Just FYI - a smart TV or Apple TV (or many other intarwebbby things) will let you watch PBS shows


----------



## Kamahido (Feb 3, 2016)

I prefer nexflix personally. A fraction of the price of cable and no commercials.


----------



## navigator9 (Feb 3, 2016)

Gee, it's encouraging to know there are so many of you out there. For a while _*everyone*_ had cable, and now it seems like many are giving it up. If there were a way to only pay for the channels you actually watched, it would be one thing, but when you have to pay for shopping channels you don't watch, channels in languages you don't speak, sports channels you have no interest in, children's programming when you're 65, you start to think there must be a better way. Thanks to all of you for your input, and Susie, I'll definitely let you know how it goes.


----------



## Seawolfe (Feb 3, 2016)

We might be oddballs in that we don't have a landline nor cable - Verizon keeps trying to bump up our FIOS into a "package" but we have successfully resisted them so far. We used to have DirectTV, but realized we weren't using it. And I cut the landline at the last presidential election because of all the freaking robo calls!!


----------



## lionprincess00 (Feb 3, 2016)

Fwiw i use a digital antenna. They're hung (multiple for multiple tvs) in the attic and attached to the cables that are attached to wall outlets strung through the walls. Gives us local channels,  pbs, and we buy series or movies we want. I use a cell for internet and a home phone instead of home internet and a landline.


----------



## paillo (Feb 3, 2016)

lionprincess00 said:


> Fwiw i use a digital antenna. They're hung (multiple for multiple tvs) in the attic and attached to the cables that are attached to wall outlets strung through the walls. Gives us local channels,  pbs, and we buy series or movies we want. I use a cell for internet and a home phone instead of home internet and a landline.

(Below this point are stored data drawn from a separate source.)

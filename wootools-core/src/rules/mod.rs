// Update rules - one module per corrective rule:
// - engine.rs: UpdateRule trait and the RuleEngine that runs a rule over an export
// - categories.rs: Uncategorized normalization
// - prices.rs: price ending rounding
// - shipping.rs: shipping class from Cloud Commerce package settings
// - disclaimers.rs: age-restriction disclaimer for knife products

pub mod categories;
pub mod disclaimers;
pub mod engine;
pub mod prices;
pub mod shipping;

pub use categories::FixCategoriesRule;
pub use disclaimers::AddDisclaimersRule;
pub use engine::*;
pub use prices::RoundPricesRule;
pub use shipping::SetShippingClassesRule;
use crate::error::RuleError;
use serde::{Deserialize, Serialize};
use std::collections::HashMap;
use std::fmt;
use std::sync::Arc;

// ===== EXPORT COLUMN NAMES =====
// WooCommerce product export columns read by the rules.

pub const ID: &str = "ID";
pub const SKU: &str = "SKU";
pub const CATEGORIES: &str = "Categories";
pub const SHIPPING_CLASS: &str = "Shipping class";
pub const PRICE: &str = "Regular price";
pub const DESCRIPTION: &str = "Description";

// Cloud Commerce product export columns used by the inventory lookup.

pub const CC_SKU: &str = "VAR_SKU";
pub const CC_RANGE_SKU: &str = "RNG_SKU";
pub const CC_PACKAGE_TYPE: &str = "OPT_Package Type";
pub const CC_INTERNATIONAL_SHIPPING: &str = "OPT_International Shipping";

// ===== RECORDS =====

/// Column names of an export, with a name -> position index.
///
/// When a name appears more than once the first column wins.
#[derive(Debug, Clone, PartialEq, Eq)]
pub struct Header {
    columns: Vec<String>,
    index: HashMap<String, usize>,
}

impl Header {
    pub fn new(columns: Vec<String>) -> Self {
        let mut index = HashMap::with_capacity(columns.len());
        for (position, name) in columns.iter().enumerate() {
            index.entry(name.clone()).or_insert(position);
        }
        Self { columns, index }
    }

    pub fn columns(&self) -> &[String] {
        &self.columns
    }

    pub fn position(&self, column: &str) -> Option<usize> {
        self.index.get(column).copied()
    }

    pub fn contains(&self, column: &str) -> bool {
        self.index.contains_key(column)
    }
}

/// One exported row, addressed by column name through a shared header.
#[derive(Debug, Clone, PartialEq, Eq)]
pub struct ExportRecord {
    header: Arc<Header>,
    values: Vec<String>,
}

impl ExportRecord {
    pub fn new(header: Arc<Header>, values: Vec<String>) -> Self {
        Self { header, values }
    }

    /// Build a standalone record from `(column, value)` pairs.
    pub fn from_pairs(pairs: &[(&str, &str)]) -> Self {
        let header = Header::new(pairs.iter().map(|(name, _)| name.to_string()).collect());
        let values = pairs.iter().map(|(_, value)| value.to_string()).collect();
        Self::new(Arc::new(header), values)
    }

    pub fn header(&self) -> &Header {
        &self.header
    }

    pub fn get(&self, column: &str) -> Option<&str> {
        self.header
            .position(column)
            .and_then(|position| self.values.get(position))
            .map(String::as_str)
    }

    pub fn require(&self, column: &str) -> Result<&str, RuleError> {
        self.get(column)
            .ok_or_else(|| RuleError::MissingColumn(column.to_string()))
    }
}

// ===== UPDATES =====

/// A single corrective import row: the product ID and the field's new value.
#[derive(Debug, Clone, PartialEq, Eq)]
pub struct UpdateRow {
    pub id: String,
    pub value: String,
}

impl UpdateRow {
    pub fn new(id: impl Into<String>, value: impl Into<String>) -> Self {
        Self {
            id: id.into(),
            value: value.into(),
        }
    }
}

/// Everything one rule produced for one export, in export order.
#[derive(Debug, Clone, PartialEq, Eq)]
pub struct UpdateSet {
    pub header: [String; 2],
    pub rows: Vec<UpdateRow>,
}

impl UpdateSet {
    pub fn new(id_column: &str, field_column: &str) -> Self {
        Self {
            header: [id_column.to_string(), field_column.to_string()],
            rows: Vec::new(),
        }
    }

    pub fn len(&self) -> usize {
        self.rows.len()
    }

    pub fn is_empty(&self) -> bool {
        self.rows.is_empty()
    }
}

// ===== SHIPPING =====

/// WooCommerce shipping classes.
#[derive(Debug, Clone, Copy, PartialEq, Eq, Hash, Serialize, Deserialize)]
pub enum ShippingClass {
    Standard,
    Heavy,
    Knife,
}

impl ShippingClass {
    /// The value stored in the export's "Shipping class" column.
    pub fn label(&self) -> &'static str {
        match self {
            ShippingClass::Standard => "",
            ShippingClass::Heavy => "Heavy",
            ShippingClass::Knife => "Knife",
        }
    }
}

impl fmt::Display for ShippingClass {
    fn fmt(&self, f: &mut fmt::Formatter<'_>) -> fmt::Result {
        f.write_str(self.label())
    }
}

/// Cloud Commerce package types.
#[derive(Debug, Clone, Copy, PartialEq, Eq, Hash)]
pub enum PackageType {
    Packet,
    LargeLetter,
    LargeLetterSingle,
    HeavyAndLarge,
    Courier,
}

impl PackageType {
    pub const ALL: [PackageType; 5] = [
        PackageType::Packet,
        PackageType::LargeLetter,
        PackageType::LargeLetterSingle,
        PackageType::HeavyAndLarge,
        PackageType::Courier,
    ];

    pub fn label(&self) -> &'static str {
        match self {
            PackageType::Packet => "Packet",
            PackageType::LargeLetter => "Large Letter",
            PackageType::LargeLetterSingle => "Large Letter (Single)",
            PackageType::HeavyAndLarge => "Heavy and Large",
            PackageType::Courier => "Courier",
        }
    }

    pub fn from_label(label: &str) -> Option<Self> {
        Self::ALL.into_iter().find(|p| p.label() == label)
    }

    pub fn is_heavy(&self) -> bool {
        matches!(self, PackageType::HeavyAndLarge | PackageType::Courier)
    }
}

/// Cloud Commerce international shipping options.
#[derive(Debug, Clone, Copy, PartialEq, Eq, Hash)]
pub enum InternationalShipping {
    Standard,
    Express,
    NoInternationalShipping,
}

impl InternationalShipping {
    pub const ALL: [InternationalShipping; 3] = [
        InternationalShipping::Standard,
        InternationalShipping::Express,
        InternationalShipping::NoInternationalShipping,
    ];

    pub fn label(&self) -> &'static str {
        match self {
            InternationalShipping::Standard => "Standard",
            InternationalShipping::Express => "Express",
            InternationalShipping::NoInternationalShipping => "No International Shipping",
        }
    }

    pub fn from_label(label: &str) -> Option<Self> {
        Self::ALL.into_iter().find(|s| s.label() == label)
    }

    pub fn is_heavy(&self) -> bool {
        matches!(
            self,
            InternationalShipping::Express | InternationalShipping::NoInternationalShipping
        )
    }
}

// ===== CATEGORIES =====

/// Split an export categories field into trimmed, non-empty categories.
pub fn parse_categories(field: &str) -> Vec<String> {
    field
        .split(',')
        .map(str::trim)
        .filter(|category| !category.is_empty())
        .map(str::to_string)
        .collect()
}

/// Join categories the way the WooCommerce importer expects them.
pub fn format_categories(categories: &[String]) -> String {
    categories.join(", ")
}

lionprincess, you are resourceful and amazing! I want you nearby should we ever all have to run for the hills, soaping gear in backpacks


----------



## snappyllama (Feb 3, 2016)

For now we have DirectTv, but I absolutely never watch it. It's for our extended family currently living with us... anything that can make them content is sooo worth the money for now. I use Netflix and have Amazon Prime... now Amazon has those standalone subscriptions for HBO and Starz that I'm going to get once we get to cancel the satellite. I keep HBO for the John Oliver show and Game of Thrones but mainly just binge various series on Netflix and BBC stuff on youtube.

Speaking of the BBC - why do you brits get fun shows like QI and all we have are root-dumb reality tv shows?


----------



## makemineirish (Feb 3, 2016)

I am a cord cutter, more from irritation with cable providers' service than price.  My only options where I live are AT&T, Time Warner, and Direct TV...the Axis of Evil.  I bought an Apple TV when they first came out and still have the first generation on one television.  A newer version is on the second.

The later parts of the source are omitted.